Check each line of the material below, and copy it if it holds the string "UpdateKind".

Content starts

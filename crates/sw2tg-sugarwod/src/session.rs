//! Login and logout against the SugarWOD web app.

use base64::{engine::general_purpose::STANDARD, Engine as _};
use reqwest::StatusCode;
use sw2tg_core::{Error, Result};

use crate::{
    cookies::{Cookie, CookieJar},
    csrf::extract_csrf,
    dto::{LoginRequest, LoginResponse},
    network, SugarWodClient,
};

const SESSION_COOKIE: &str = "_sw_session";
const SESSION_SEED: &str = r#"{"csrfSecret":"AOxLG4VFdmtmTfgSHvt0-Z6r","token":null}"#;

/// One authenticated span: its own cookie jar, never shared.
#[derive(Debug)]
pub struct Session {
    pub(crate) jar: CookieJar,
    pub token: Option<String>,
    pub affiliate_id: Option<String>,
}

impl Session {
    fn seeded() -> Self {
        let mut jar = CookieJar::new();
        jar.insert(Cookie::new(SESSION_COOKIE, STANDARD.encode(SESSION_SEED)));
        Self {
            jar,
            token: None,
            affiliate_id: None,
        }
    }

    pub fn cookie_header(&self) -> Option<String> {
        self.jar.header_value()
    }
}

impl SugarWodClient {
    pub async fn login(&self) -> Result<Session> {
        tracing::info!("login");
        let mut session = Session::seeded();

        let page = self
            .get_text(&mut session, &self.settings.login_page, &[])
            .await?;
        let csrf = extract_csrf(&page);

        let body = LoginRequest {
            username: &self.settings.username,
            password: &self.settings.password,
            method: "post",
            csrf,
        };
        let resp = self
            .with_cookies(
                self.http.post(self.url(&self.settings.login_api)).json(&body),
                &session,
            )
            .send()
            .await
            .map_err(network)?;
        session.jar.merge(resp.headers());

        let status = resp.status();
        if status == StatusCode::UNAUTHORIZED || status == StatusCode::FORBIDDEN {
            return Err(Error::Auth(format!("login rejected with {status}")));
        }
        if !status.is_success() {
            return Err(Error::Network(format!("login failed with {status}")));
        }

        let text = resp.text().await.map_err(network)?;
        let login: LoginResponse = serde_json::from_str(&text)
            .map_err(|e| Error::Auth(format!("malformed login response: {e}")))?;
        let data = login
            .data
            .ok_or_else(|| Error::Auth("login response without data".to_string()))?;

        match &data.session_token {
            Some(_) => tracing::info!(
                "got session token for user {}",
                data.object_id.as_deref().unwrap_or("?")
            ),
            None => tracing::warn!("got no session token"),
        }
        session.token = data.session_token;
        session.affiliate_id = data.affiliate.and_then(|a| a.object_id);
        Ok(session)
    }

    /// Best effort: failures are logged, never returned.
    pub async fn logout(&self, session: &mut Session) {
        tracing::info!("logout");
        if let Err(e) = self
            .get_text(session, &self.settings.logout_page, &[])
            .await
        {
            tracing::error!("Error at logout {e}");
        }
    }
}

Content ends
Content starts

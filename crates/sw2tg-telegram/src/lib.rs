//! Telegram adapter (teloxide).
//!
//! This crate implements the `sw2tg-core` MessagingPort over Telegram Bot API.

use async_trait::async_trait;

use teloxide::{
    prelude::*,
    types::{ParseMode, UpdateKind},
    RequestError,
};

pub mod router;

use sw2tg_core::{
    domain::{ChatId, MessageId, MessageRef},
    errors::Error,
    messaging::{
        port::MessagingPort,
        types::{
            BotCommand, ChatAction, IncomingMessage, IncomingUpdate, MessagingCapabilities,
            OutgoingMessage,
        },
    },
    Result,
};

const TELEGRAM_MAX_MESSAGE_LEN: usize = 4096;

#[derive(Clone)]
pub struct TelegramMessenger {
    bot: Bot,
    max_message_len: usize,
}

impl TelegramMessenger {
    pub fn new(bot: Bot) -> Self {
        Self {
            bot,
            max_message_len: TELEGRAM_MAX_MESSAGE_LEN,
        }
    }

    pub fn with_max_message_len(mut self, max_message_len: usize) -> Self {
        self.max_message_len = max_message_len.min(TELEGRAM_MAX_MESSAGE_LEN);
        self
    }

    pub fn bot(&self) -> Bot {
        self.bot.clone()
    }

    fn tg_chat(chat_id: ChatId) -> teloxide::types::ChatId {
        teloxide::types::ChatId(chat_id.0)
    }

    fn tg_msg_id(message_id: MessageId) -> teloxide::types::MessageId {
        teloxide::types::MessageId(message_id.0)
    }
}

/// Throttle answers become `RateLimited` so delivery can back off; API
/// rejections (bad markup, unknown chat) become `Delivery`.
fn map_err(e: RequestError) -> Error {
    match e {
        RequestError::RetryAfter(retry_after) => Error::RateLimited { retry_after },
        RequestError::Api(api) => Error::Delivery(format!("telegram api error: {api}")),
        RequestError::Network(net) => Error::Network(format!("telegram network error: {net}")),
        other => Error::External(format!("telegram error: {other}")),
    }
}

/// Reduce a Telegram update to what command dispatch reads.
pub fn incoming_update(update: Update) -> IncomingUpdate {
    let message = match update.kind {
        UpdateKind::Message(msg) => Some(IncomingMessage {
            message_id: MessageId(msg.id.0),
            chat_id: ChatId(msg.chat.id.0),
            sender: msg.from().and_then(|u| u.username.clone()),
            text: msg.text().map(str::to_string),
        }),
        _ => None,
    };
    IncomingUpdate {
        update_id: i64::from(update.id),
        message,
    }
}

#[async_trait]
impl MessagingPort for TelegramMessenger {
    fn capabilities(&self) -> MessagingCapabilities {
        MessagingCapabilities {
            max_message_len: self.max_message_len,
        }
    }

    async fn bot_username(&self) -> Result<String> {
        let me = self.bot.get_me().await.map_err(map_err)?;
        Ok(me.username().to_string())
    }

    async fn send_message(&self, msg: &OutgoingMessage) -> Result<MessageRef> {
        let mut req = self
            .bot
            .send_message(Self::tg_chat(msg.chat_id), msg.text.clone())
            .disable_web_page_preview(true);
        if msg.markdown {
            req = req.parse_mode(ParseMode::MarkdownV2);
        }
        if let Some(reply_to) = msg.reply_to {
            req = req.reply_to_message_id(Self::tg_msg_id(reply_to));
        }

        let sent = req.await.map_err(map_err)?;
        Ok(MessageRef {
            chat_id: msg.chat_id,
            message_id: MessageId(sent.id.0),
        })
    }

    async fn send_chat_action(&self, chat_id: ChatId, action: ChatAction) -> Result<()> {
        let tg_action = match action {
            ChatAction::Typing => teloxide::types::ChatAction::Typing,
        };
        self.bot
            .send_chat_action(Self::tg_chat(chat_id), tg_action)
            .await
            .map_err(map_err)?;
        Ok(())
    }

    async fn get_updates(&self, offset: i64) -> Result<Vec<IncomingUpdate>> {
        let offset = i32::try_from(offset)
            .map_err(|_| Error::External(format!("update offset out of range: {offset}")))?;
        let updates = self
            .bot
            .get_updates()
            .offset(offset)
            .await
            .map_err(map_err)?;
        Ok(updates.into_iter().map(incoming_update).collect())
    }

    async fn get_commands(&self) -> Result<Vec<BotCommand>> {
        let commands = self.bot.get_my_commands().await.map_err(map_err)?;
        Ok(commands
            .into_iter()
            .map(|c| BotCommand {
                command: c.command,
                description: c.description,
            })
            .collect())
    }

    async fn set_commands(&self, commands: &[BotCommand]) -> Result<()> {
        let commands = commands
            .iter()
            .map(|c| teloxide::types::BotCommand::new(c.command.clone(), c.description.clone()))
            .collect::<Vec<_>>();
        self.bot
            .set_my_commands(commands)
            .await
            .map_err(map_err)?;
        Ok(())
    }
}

Content ends
Content starts

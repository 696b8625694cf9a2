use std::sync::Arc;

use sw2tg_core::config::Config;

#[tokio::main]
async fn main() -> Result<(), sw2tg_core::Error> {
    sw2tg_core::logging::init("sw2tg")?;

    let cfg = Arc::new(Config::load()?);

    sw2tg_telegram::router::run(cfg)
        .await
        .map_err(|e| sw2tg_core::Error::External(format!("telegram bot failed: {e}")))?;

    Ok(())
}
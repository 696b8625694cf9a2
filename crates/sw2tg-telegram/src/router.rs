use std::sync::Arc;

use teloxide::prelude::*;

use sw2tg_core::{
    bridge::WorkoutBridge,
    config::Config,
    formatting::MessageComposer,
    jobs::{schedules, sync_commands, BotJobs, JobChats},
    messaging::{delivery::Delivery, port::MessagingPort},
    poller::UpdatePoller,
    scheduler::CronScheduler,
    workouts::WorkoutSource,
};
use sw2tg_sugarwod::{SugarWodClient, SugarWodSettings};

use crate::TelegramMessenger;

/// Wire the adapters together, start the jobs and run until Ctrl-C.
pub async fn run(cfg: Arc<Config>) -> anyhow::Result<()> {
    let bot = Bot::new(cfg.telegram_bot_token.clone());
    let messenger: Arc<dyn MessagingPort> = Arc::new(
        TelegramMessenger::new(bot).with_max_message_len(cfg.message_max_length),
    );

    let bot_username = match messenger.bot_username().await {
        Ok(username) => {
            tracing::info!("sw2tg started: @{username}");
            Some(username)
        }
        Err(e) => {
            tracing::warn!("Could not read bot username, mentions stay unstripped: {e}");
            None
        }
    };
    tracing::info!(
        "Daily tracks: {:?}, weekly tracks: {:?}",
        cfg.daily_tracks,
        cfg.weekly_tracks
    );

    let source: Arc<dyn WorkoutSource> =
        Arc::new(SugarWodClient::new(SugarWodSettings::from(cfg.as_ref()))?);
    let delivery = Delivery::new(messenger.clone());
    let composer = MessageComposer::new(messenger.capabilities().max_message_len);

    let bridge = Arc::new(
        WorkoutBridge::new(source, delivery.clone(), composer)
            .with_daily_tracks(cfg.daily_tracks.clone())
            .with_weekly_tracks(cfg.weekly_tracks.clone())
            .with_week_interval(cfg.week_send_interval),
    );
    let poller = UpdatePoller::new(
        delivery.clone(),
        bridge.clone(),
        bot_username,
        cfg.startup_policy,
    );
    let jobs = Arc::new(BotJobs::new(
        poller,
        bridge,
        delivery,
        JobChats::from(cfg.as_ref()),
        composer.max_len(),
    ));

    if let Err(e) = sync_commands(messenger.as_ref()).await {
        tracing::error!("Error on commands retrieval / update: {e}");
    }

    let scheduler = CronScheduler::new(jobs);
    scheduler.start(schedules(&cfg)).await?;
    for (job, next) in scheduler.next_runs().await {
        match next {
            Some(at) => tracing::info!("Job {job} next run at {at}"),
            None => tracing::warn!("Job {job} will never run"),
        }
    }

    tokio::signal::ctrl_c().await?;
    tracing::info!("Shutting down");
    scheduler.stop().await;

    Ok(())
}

Content ends

- **EXERCISE OUTPUT**:
    types::{ParseMode, UpdateKind},
        UpdateKind::Message(msg) => Some(IncomingMessage {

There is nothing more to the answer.